Exxon’s Q1 2026 report showed the same engine still running. Adjusted EPS came in at $1.16 versus a $1.01 consensus, and underlying earnings ex-items were $8.77 billion against $7.58 billion a year earlier. Reported net income of $4.18 billion was distorted by $3.88 billion in unfavorable mark-to-market derivative timing and $706 million in Middle East supply-disruption losses.
Market Reaction
XOM stock closed at $137.09 on July 2, 2026, up 15.45% year to date and 27.36% over the trailing twelve months. Over five years the stock is up 160.87%. The last month has been softer, with shares off 8.34% as WTI slid from a June 3 print of $99.76 to $71.87 on June 29.
Bull Case
I think Exxon’s bull case rests on the durability of that cash engine at prices well below where it was minted. ExxonMobil has committed to $20 billion in buybacks in 2026, with cash capex guided to $27 billion to $29 billion. The company already put $4.9 billion of buybacks through in Q1 2026 alone.
Growth capacity is measurable. Guyana ran at a record above 900,000 gross barrels per day, Permian output hit a Q4 2025 record of 1.8 million boed, and Golden Pass LNG loaded its first Train 1 cargo in April 2026. CEO Darren Woods told analysts that Train 1 alone will lift US LNG exports by “about 5% relative to 2025 US exports” and, once all three trains are online, by roughly 15%.

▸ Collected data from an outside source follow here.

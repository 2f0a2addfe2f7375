//! Mapping nested documents into relational tables
//!
//! A [`MappingSpec`] describes which source paths become columns, which become
//! nested tables, and which columns are injected by the caller. A [`Mapper`]
//! walks every record against that spec and accumulates rows into a
//! [`TableRegistry`], one [`Table`] per destination name.
//!
//! Child tables carry a link column (by default `<parent>_pk`) holding the
//! parent row's primary key. Tables without a declared key get an MD5
//! surrogate key computed from the serialized source element.

pub mod keys;
pub mod mapper;
pub mod spec;
pub mod table;
pub mod types;
pub mod value;
pub mod writer;

pub use keys::{serialized_form, surrogate_key, ParentLink, PrimaryKey};
pub use mapper::Mapper;
pub use spec::{ColumnNode, MappingNode, MappingSpec, NodeSet, SourcePath, TableNode, UserNode};
pub use table::{Row, Table, TableRegistry};
pub use types::{MapperConfig, ParentKeyConfig, UserData};
pub use writer::{write_tables_to, CsvWriter};
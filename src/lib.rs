//! # Casting - nested documents into relational tables
//!
//! Casting flattens decoded JSON records into named, flat tables driven by a
//! declarative mapping. Each mapping key is a source path; its value says
//! whether the path becomes a column, a nested table, or a column filled from
//! caller-supplied user data.
//!
//! ## Quick Start
//!
//! ```rust
//! use casting::{Mapper, MapperConfig, UserData};
//! use serde_json::json;
//!
//! # fn main() -> Result<(), casting::MapError> {
//! let mapping = json!({
//!     "id": {"mapping": {"destination": "post_id", "primaryKey": true}},
//!     "user.id": "user_id",
//!     "reactions": {
//!         "type": "table",
//!         "destination": "post_reactions",
//!         "tableMapping": {"user.id": "user_id"}
//!     }
//! });
//!
//! let records = vec![json!({
//!     "id": 1,
//!     "user": {"id": 123},
//!     "reactions": [{"user": {"id": 456}}, {"user": {"id": 789}}]
//! })];
//!
//! let mut mapper = Mapper::from_config(mapping, MapperConfig::default())?;
//! mapper.parse(&records, &UserData::new())?;
//!
//! assert_eq!(mapper.csv("root").unwrap(), "\"post_id\",\"user_id\"\n\"1\",\"123\"\n");
//! assert_eq!(
//!     mapper.csv("post_reactions").unwrap(),
//!     "\"user_id\",\"root_pk\"\n\"456\",\"1\"\n\"789\",\"1\"\n"
//! );
//! # Ok(())
//! # }
//! ```

use anyhow::{Context, Result};
use serde_json::Value;
use std::io::BufRead;

pub mod error;
pub mod map;

pub use error::{ConfigError, DataError, MapError, MapResult, NodeKind, ValueShape};
pub use map::{
    CsvWriter, Mapper, MapperConfig, MappingSpec, ParentKeyConfig, Table, TableRegistry, UserData,
};

/// Map a newline-delimited JSON stream into `mapper`'s tables.
///
/// Blank lines are skipped. Returns the number of records mapped.
pub fn map_json<R: BufRead>(reader: R, mapper: &mut Mapper, user_data: &UserData) -> Result<usize> {
    let mut count = 0;

    for (line_no, line) in reader.lines().enumerate() {
        let line = line.context("Failed to read line")?;
        if line.trim().is_empty() {
            continue;
        }
        let value: Value = serde_json::from_str(&line)
            .with_context(|| format!("Failed to parse JSON on line {}", line_no + 1))?;

        mapper
            .parse(std::slice::from_ref(&value), user_data)
            .with_context(|| format!("Failed to map record on line {}", line_no + 1))?;
        count += 1;
    }

    Ok(count)
}
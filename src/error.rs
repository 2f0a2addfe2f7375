//! Error types for mapping documents into tables

use std::fmt;
use thiserror::Error;

/// The kind of mapping node an error refers to
#[derive(Debug, Clone, Copy, PartialEq, Eq)]
pub enum NodeKind {
    Column,
    Table,
    User,
}

impl fmt::Display for NodeKind {
    fn fmt(&self, f: &mut fmt::Formatter<'_>) -> fmt::Result {
        let name = match self {
            NodeKind::Column => "column",
            NodeKind::Table => "table",
            NodeKind::User => "user",
        };
        f.write_str(name)
    }
}

/// Shape of a composite value that could not be written into a column
#[derive(Debug, Clone, Copy, PartialEq, Eq)]
pub enum ValueShape {
    Array,
    Object,
}

impl fmt::Display for ValueShape {
    fn fmt(&self, f: &mut fmt::Formatter<'_>) -> fmt::Result {
        match self {
            ValueShape::Array => f.write_str("array"),
            ValueShape::Object => f.write_str("object"),
        }
    }
}

/// Structural problem in the mapping configuration
#[derive(Debug, Clone, PartialEq, Eq, Error)]
pub enum ConfigError {
    /// A required key is absent from a node
    #[error("Key '{missing}' is not set for {kind} '{key}'.")]
    MissingKey {
        key: String,
        kind: NodeKind,
        missing: &'static str,
    },

    /// The node's `type` is not one of `column`, `table` or `user`
    #[error("Unknown type '{node_type}' for node '{key}'.")]
    UnknownType { key: String, node_type: String },

    /// The node could not be decoded at all
    #[error("Invalid definition for node '{key}': {message}")]
    Malformed { key: String, message: String },

    /// The top level of a mapping must be a keyed object
    #[error("Mapping must be an object of source paths, got {found}.")]
    NotAnObject { found: &'static str },
}

impl ConfigError {
    /// Source key of the offending node, if the error concerns a single node
    pub fn key(&self) -> Option<&str> {
        match self {
            ConfigError::MissingKey { key, .. }
            | ConfigError::UnknownType { key, .. }
            | ConfigError::Malformed { key, .. } => Some(key),
            ConfigError::NotAnObject { .. } => None,
        }
    }
}

/// A value that cannot be represented in a single column
#[derive(Debug, Clone, PartialEq, Eq, Error)]
#[error("Error writing '{column}' column: Cannot write data into column: {shape}")]
pub struct DataError {
    pub column: String,
    pub shape: ValueShape,
}

/// Fatal error aborting a parse call
#[derive(Debug, Clone, PartialEq, Eq, Error)]
pub enum MapError {
    #[error(transparent)]
    BadConfig(#[from] ConfigError),

    #[error(transparent)]
    BadData(#[from] DataError),
}

impl MapError {
    pub fn is_bad_config(&self) -> bool {
        matches!(self, MapError::BadConfig(_))
    }

    pub fn is_bad_data(&self) -> bool {
        matches!(self, MapError::BadData(_))
    }
}

/// Result type for mapping operations
pub type MapResult<T> = Result<T, MapError>;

Overall, I think the important thing to note is that this company’s balance sheet backs the plan, with debt to equity at 0.168, net debt to EBITDA of 0.548, and interest coverage of 56.28x.
Bottom Line
For long-term holders, ExxonMobil is delivering the two things retirement-focused investors care about: a 3.03% yield backed by 43 straight years of dividend growth, and a buyback program funded out of cash the business actually earned. Exxon’s Q2 2026 dividend of $1.03 per share was payable June 10, 2026 to holders of record on May 15, 2026.
With WTI back near $71.87 and a $170.29 average analyst target sitting above the current price, the next test is whether Q2 earnings show the underlying earnings line holding up while the derivative and Middle East items fade. That is where the cash flow story either extends, or stalls.